Senior Platform Engineer

Posted 3 Days Ago
Be an Early Applicant
Hiring Remotely in India
Remote
Senior level
Artificial Intelligence • eCommerce • Software
The Role
Design, operate, and scale cloud-native, multi-tenant SaaS platform infrastructure with emphasis on AWS, Kubernetes, GPU-backed AI workloads, Terraform automation, CI/CD, observability, reliability (SLIs/SLOs), security, disaster recovery, and cost optimization.
Summary Generated by Built In
Senior Platform Engineer / Senior DevOps Engineer

Location: Remote | Full-Time

About Evolphin

Evolphin is building the next generation of AI-powered media workflows for enterprise media teams

managing large image and video libraries at scale, including environments with tens of millions of video assets and extremely large metadata and embedding footprints. Its platform adds a conversational AI layer for extracting intelligence from media, enabling powerful search, conversational discovery, and automation of media workflows through AskAI.

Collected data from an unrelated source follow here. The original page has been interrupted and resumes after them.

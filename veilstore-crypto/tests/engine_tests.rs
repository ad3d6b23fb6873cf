use base64::{engine::general_purpose::STANDARD, Engine};
use veilstore_crypto::{
    derive_key, unframe, CryptoError, EncryptionEngine, MasterSecret, Salt, MIN_BLOB_SIZE,
};

fn engine() -> EncryptionEngine {
    EncryptionEngine::new(MasterSecret::new("unit-test-master-secret").unwrap())
}

// ── Round trips ──────────────────────────────────────────────────

#[test]
fn encrypt_decrypt_roundtrip() {
    let engine = engine();
    let encrypted = engine.encrypt(b"Hello, World!", None).unwrap();
    let decrypted = engine.decrypt(&encrypted, None).unwrap();
    assert_eq!(decrypted, b"Hello, World!");
}

#[test]
fn encrypt_decrypt_empty() {
    let engine = engine();
    let encrypted = engine.encrypt(b"", None).unwrap();
    assert_eq!(engine.decrypt(&encrypted, None).unwrap(), b"");
}

#[test]
fn encrypt_decrypt_single_byte() {
    let engine = engine();
    let encrypted = engine.encrypt(b"x", None).unwrap();
    assert_eq!(engine.decrypt(&encrypted, None).unwrap(), b"x");
}

#[test]
fn encrypt_decrypt_large_data() {
    let engine = engine();
    let plaintext: Vec<u8> = (0..2 * 1024 * 1024).map(|i| (i % 251) as u8).collect();
    let encrypted = engine.encrypt(&plaintext, None).unwrap();
    assert_eq!(engine.decrypt(&encrypted, None).unwrap(), plaintext);
}

#[test]
fn same_plaintext_produces_different_blobs() {
    let engine = engine();
    let e1 = engine.encrypt(b"Same", None).unwrap();
    let e2 = engine.encrypt(b"Same", None).unwrap();
    assert_ne!(e1, e2);
    assert_eq!(engine.decrypt(&e1, None).unwrap(), b"Same");
    assert_eq!(engine.decrypt(&e2, None).unwrap(), b"Same");
}

#[test]
fn output_is_printable_base64() {
    let engine = engine();
    let encrypted = engine.encrypt(b"anything at all", None).unwrap();
    assert!(encrypted
        .bytes()
        .all(|b| b.is_ascii_alphanumeric() || b == b'+' || b == b'/' || b == b'='));
}

// ── Tamper detection ─────────────────────────────────────────────

#[test]
fn flipped_ciphertext_bit_fails_authentication() {
    let engine = engine();
    let encrypted = engine.encrypt(b"Secret payload", None).unwrap();
    let mut blob = STANDARD.decode(&encrypted).unwrap();

    // First ciphertext byte, past the 28-byte salt+nonce header.
    blob[28] ^= 0x01;
    let tampered = STANDARD.encode(&blob);
    assert!(matches!(
        engine.decrypt(&tampered, None),
        Err(CryptoError::Authentication)
    ));
}

#[test]
fn flipped_tag_bit_fails_authentication() {
    let engine = engine();
    let encrypted = engine.encrypt(b"Secret payload", None).unwrap();
    let mut blob = STANDARD.decode(&encrypted).unwrap();

    let last = blob.len() - 1;
    blob[last] ^= 0x80;
    let tampered = STANDARD.encode(&blob);
    assert!(matches!(
        engine.decrypt(&tampered, None),
        Err(CryptoError::Authentication)
    ));
}

#[test]
fn wrong_secret_fails_authentication() {
    let e1 = engine();
    let e2 = EncryptionEngine::new(MasterSecret::new("a different secret").unwrap());
    let encrypted = e1.encrypt(b"Secret", None).unwrap();
    assert!(matches!(
        e2.decrypt(&encrypted, None),
        Err(CryptoError::Authentication)
    ));
}

// ── Malformed input ──────────────────────────────────────────────

#[test]
fn short_blob_is_malformed() {
    let engine = engine();
    for len in [0, 1, 27, 28, MIN_BLOB_SIZE - 1] {
        let short = STANDARD.encode(vec![0u8; len]);
        assert!(
            matches!(
                engine.decrypt(&short, None),
                Err(CryptoError::MalformedBlob(_))
            ),
            "blob of {len} bytes should be malformed"
        );
    }
}

#[test]
fn invalid_base64_is_malformed() {
    let engine = engine();
    assert!(matches!(
        engine.decrypt("!!!not-base64!!!", None),
        Err(CryptoError::MalformedBlob(_))
    ));
}

#[test]
fn unframe_rejects_short_input() {
    assert!(matches!(
        unframe(&[0u8; MIN_BLOB_SIZE - 1]),
        Err(CryptoError::MalformedBlob(_))
    ));
    assert!(unframe(&[0u8; MIN_BLOB_SIZE]).is_ok());
}

// ── Tenant binding ───────────────────────────────────────────────

#[test]
fn tenant_roundtrip() {
    let engine = engine();
    let encrypted = engine.encrypt(b"tenant data", Some(42)).unwrap();
    assert_eq!(engine.decrypt(&encrypted, Some(42)).unwrap(), b"tenant data");
}

#[test]
fn wrong_tenant_fails_authentication() {
    let engine = engine();
    let encrypted = engine.encrypt(b"tenant data", Some(42)).unwrap();
    assert!(matches!(
        engine.decrypt(&encrypted, Some(43)),
        Err(CryptoError::Authentication)
    ));
}

#[test]
fn missing_tenant_fails_authentication() {
    let engine = engine();
    let encrypted = engine.encrypt(b"tenant data", Some(42)).unwrap();
    assert!(matches!(
        engine.decrypt(&encrypted, None),
        Err(CryptoError::Authentication)
    ));
}

// ── Key derivation ───────────────────────────────────────────────

#[test]
fn derivation_is_deterministic() {
    let secret = MasterSecret::new("determinism").unwrap();
    let salt = Salt::from_bytes([7u8; 16]);
    let k1 = derive_key(&secret, &salt, Some(9));
    let k2 = derive_key(&secret, &salt, Some(9));
    assert_eq!(k1.as_bytes(), k2.as_bytes());
}

#[test]
fn tenant_changes_derived_key() {
    let secret = MasterSecret::new("determinism").unwrap();
    let salt = Salt::from_bytes([7u8; 16]);
    let none = derive_key(&secret, &salt, None);
    let some = derive_key(&secret, &salt, Some(1));
    assert_ne!(none.as_bytes(), some.as_bytes());
}

#[test]
fn salt_changes_derived_key() {
    let secret = MasterSecret::new("determinism").unwrap();
    let k1 = derive_key(&secret, &Salt::from_bytes([1u8; 16]), None);
    let k2 = derive_key(&secret, &Salt::from_bytes([2u8; 16]), None);
    assert_ne!(k1.as_bytes(), k2.as_bytes());
}

// ── Configuration ────────────────────────────────────────────────

#[test]
fn empty_master_secret_is_rejected() {
    assert!(matches!(
        MasterSecret::new(""),
        Err(CryptoError::Configuration(_))
    ));
}

#[test]
fn debug_output_redacts_secret() {
    let engine = engine();
    let debug = format!("{engine:?}");
    assert!(debug.contains("REDACTED"));
    assert!(!debug.contains("unit-test-master-secret"));
}

// ── Concrete scenario ────────────────────────────────────────────

#[test]
fn customer_id_scenario() {
    let engine = engine();
    let encrypted = engine.encrypt(b"cus_test_encryption_12345", None).unwrap();
    assert!(encrypted.len() > 50);
    assert_eq!(
        engine.decrypt(&encrypted, None).unwrap(),
        b"cus_test_encryption_12345"
    );
}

Crop.photo extends that capability into e-commerce and retail, enabling smart cropping, image transformation, and image and video generation at scale for PDP and eCommerce catalog workflows.

Together, Evolphin and Crop.photo create a connected visual AI ecosystem where media can move across systems and be searched, understood, transformed, and prepared for downstream use at scale

The Role

We are seeking a Senior Platform Engineer who can own infrastructure architecture, reliability, scalability, and platform operations across our cloud environments.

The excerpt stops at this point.